* _Work order_
Report back every line in the data that includes the string "nearest".

-------- Material provided --------

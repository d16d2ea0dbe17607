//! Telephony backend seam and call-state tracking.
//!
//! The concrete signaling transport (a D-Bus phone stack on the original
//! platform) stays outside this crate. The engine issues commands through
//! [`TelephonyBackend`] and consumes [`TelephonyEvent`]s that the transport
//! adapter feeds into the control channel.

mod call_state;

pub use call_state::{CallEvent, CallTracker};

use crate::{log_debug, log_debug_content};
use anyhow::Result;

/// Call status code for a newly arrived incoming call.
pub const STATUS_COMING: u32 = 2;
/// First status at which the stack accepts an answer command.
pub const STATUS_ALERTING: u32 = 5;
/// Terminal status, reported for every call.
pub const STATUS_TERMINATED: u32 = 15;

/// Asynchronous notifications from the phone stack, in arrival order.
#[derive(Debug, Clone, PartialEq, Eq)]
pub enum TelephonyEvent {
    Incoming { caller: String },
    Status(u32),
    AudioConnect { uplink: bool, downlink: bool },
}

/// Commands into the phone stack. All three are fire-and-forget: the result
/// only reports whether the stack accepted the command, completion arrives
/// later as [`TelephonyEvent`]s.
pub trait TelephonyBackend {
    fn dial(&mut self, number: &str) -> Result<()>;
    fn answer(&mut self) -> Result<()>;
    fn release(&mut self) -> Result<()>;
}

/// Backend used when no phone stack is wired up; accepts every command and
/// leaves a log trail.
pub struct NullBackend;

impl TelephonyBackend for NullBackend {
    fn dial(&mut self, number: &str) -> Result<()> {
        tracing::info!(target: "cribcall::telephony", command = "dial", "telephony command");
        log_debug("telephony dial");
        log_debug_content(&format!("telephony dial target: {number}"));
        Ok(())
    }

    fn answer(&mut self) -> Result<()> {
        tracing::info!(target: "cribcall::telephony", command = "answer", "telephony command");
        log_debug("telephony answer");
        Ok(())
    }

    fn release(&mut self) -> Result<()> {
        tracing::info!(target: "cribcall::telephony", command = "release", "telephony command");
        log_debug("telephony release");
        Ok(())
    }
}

--------
-------- Material provided --------

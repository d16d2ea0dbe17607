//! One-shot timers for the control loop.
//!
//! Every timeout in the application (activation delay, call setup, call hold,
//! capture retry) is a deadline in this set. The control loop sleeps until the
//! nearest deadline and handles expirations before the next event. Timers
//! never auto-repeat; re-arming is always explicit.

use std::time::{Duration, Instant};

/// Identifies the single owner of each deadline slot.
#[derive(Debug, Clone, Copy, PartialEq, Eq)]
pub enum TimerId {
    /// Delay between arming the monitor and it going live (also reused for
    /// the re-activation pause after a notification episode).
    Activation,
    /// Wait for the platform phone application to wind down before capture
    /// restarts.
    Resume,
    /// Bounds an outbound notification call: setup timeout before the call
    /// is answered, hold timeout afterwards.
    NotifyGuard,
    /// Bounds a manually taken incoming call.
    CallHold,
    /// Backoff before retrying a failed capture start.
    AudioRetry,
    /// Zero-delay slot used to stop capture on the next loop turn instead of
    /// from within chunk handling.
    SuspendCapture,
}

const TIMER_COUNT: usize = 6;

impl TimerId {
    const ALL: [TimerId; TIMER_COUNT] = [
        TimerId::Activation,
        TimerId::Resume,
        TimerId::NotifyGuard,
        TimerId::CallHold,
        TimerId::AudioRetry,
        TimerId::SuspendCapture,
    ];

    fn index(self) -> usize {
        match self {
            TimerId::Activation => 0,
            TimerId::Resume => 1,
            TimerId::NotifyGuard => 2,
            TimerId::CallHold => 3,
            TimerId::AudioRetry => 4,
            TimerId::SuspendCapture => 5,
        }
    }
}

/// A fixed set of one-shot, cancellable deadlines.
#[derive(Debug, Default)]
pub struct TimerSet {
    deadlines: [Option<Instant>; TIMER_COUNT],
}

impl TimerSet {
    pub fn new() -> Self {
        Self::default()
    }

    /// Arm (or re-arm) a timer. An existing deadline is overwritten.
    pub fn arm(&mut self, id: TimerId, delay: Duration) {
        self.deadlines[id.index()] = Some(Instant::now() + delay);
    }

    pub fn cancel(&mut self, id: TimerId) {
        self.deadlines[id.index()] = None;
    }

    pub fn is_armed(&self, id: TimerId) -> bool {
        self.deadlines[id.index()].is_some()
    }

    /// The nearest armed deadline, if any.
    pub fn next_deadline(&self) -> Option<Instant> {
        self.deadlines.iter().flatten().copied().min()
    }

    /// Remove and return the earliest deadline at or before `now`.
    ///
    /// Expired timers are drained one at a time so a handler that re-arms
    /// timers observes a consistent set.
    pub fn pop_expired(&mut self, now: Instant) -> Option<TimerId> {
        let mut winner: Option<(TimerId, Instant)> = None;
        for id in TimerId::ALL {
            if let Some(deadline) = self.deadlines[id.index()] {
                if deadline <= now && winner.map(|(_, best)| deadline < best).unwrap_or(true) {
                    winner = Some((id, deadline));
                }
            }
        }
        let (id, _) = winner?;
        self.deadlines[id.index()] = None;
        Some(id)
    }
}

--------

* _Problem solution_
//! nearest deadline and handles expirations before the next event. Timers
    /// The nearest armed deadline, if any.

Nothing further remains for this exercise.